● **What you will do**
Output each entry exactly as written.

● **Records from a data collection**

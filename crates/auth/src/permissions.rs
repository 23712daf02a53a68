//! Permission identifiers.

use std::borrow::Cow;

use serde::{Deserialize, Serialize};

/// Permission identifier.
///
/// Permissions are opaque strings (e.g. "inventory.items.receive"). The
/// wildcard `"*"` lets policy layers express "allow all" without hardcoding
/// every domain permission into tokens.
#[derive(Debug, Clone, PartialEq, Eq, Hash, Serialize, Deserialize)]
#[serde(transparent)]
pub struct Permission(Cow<'static, str>);

impl Permission {
    pub fn new(name: impl Into<Cow<'static, str>>) -> Self {
        Self(name.into())
    }

    pub fn as_str(&self) -> &str {
        &self.0
    }

    pub fn is_wildcard(&self) -> bool {
        self.as_str() == "*"
    }
}

impl core::fmt::Display for Permission {
    fn fmt(&self, f: &mut core::fmt::Formatter<'_>) -> core::fmt::Result {
        f.write_str(&self.0)
    }
}
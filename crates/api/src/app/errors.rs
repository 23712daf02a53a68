use axum::http::StatusCode;
use axum::response::IntoResponse;
use serde_json::json;

use stockpilot_infra::command_dispatcher::DispatchError;

pub fn dispatch_error_to_response(err: DispatchError) -> axum::response::Response {
    match err {
        DispatchError::Concurrency(msg) => json_error(StatusCode::CONFLICT, "conflict", msg),
        DispatchError::Validation(msg) => json_error(StatusCode::BAD_REQUEST, "validation_error", msg),
        DispatchError::InvariantViolation(msg) => {
            json_error(StatusCode::UNPROCESSABLE_ENTITY, "invariant_violation", msg)
        }
        DispatchError::Unauthorized => json_error(StatusCode::FORBIDDEN, "unauthorized", "unauthorized"),
        DispatchError::NotFound => json_error(StatusCode::NOT_FOUND, "not_found", "not found"),
        DispatchError::Deserialize(msg) => {
            json_error(StatusCode::INTERNAL_SERVER_ERROR, "deserialize_error", msg)
        }
        DispatchError::Store(e) => json_error(
            StatusCode::INTERNAL_SERVER_ERROR,
            "store_error",
            format!("{e:?}"),
        ),
        DispatchError::Publish(msg) => json_error(StatusCode::BAD_GATEWAY, "publish_error", msg),
        DispatchError::TenantIsolation(msg) => json_error(StatusCode::FORBIDDEN, "tenant_isolation", msg),
    }
}

pub fn json_error(
    status: StatusCode,
    code: &'static str,
    message: impl Into<String>,
) -> axum::response::Response {
    (
        status,
        axum::Json(json!({
            "error": code,
            "message": message.into(),
        })),
    )
        .into_response()
}
//! `stockpilot-core` — domain foundation building blocks.
//!
//! Pure domain primitives only: identifiers, the aggregate contract and the
//! domain error model. No infrastructure concerns live here.

pub mod aggregate;
pub mod entity;
pub mod error;
pub mod id;
pub mod value_object;

pub use aggregate::{Aggregate, AggregateRoot, ExpectedVersion};
pub use entity::Entity;
pub use error::{DomainError, DomainResult};
pub use id::{AggregateId, TenantId, UserId};
pub use value_object::ValueObject;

● **Task output**
filename crates/auth/src/permissions.rs
repository 23712daf02a53a68
//! Permission identifiers.

use std::borrow::Cow;

use serde::{Deserialize, Serialize};

/// Permission identifier.
///
/// Permissions are opaque strings (e.g. "inventory.items.receive"). The
/// wildcard `"*"` lets policy layers express "allow all" without hardcoding
/// every domain permission into tokens.
#[derive(Debug, Clone, PartialEq, Eq, Hash, Serialize, Deserialize)]
#[serde(transparent)]
pub struct Permission(Cow<'static, str>);

impl Permission {
    pub fn new(name: impl Into<Cow<'static, str>>) -> Self {
        Self(name.into())
    }

    pub fn as_str(&self) -> &str {
        &self.0
    }

    pub fn is_wildcard(&self) -> bool {
        self.as_str() == "*"
    }
}

impl core::fmt::Display for Permission {
    fn fmt(&self, f: &mut core::fmt::Formatter<'_>) -> core::fmt::Result {
        f.write_str(&self.0)
    }
}
filename crates/api/src/app/errors.rs
repository 23712daf02a53a68
use axum::http::StatusCode;
use axum::response::IntoResponse;
use serde_json::json;

use stockpilot_infra::command_dispatcher::DispatchError;

pub fn dispatch_error_to_response(err: DispatchError) -> axum::response::Response {
    match err {
        DispatchError::Concurrency(msg) => json_error(StatusCode::CONFLICT, "conflict", msg),
        DispatchError::Validation(msg) => json_error(StatusCode::BAD_REQUEST, "validation_error", msg),
        DispatchError::InvariantViolation(msg) => {
            json_error(StatusCode::UNPROCESSABLE_ENTITY, "invariant_violation", msg)
        }
        DispatchError::Unauthorized => json_error(StatusCode::FORBIDDEN, "unauthorized", "unauthorized"),
        DispatchError::NotFound => json_error(StatusCode::NOT_FOUND, "not_found", "not found"),
        DispatchError::Deserialize(msg) => {
            json_error(StatusCode::INTERNAL_SERVER_ERROR, "deserialize_error", msg)
        }
        DispatchError::Store(e) => json_error(
            StatusCode::INTERNAL_SERVER_ERROR,
            "store_error",
            format!("{e:?}"),
        ),
        DispatchError::Publish(msg) => json_error(StatusCode::BAD_GATEWAY, "publish_error", msg),
        DispatchError::TenantIsolation(msg) => json_error(StatusCode::FORBIDDEN, "tenant_isolation", msg),
    }
}

pub fn json_error(
    status: StatusCode,
    code: &'static str,
    message: impl Into<String>,
) -> axum::response::Response {
    (
        status,
        axum::Json(json!({
            "error": code,
            "message": message.into(),
        })),
    )
        .into_response()
}
//! `stockpilot-core` — domain foundation building blocks.
//!
//! Pure domain primitives only: identifiers, the aggregate contract and the
//! domain error model. No infrastructure concerns live here.

pub mod aggregate;
pub mod entity;
pub mod error;
pub mod id;
pub mod value_object;

pub use aggregate::{Aggregate, AggregateRoot, ExpectedVersion};
pub use entity::Entity;
pub use error::{DomainError, DomainResult};
pub use id::{AggregateId, TenantId, UserId};
pub use value_object::ValueObject;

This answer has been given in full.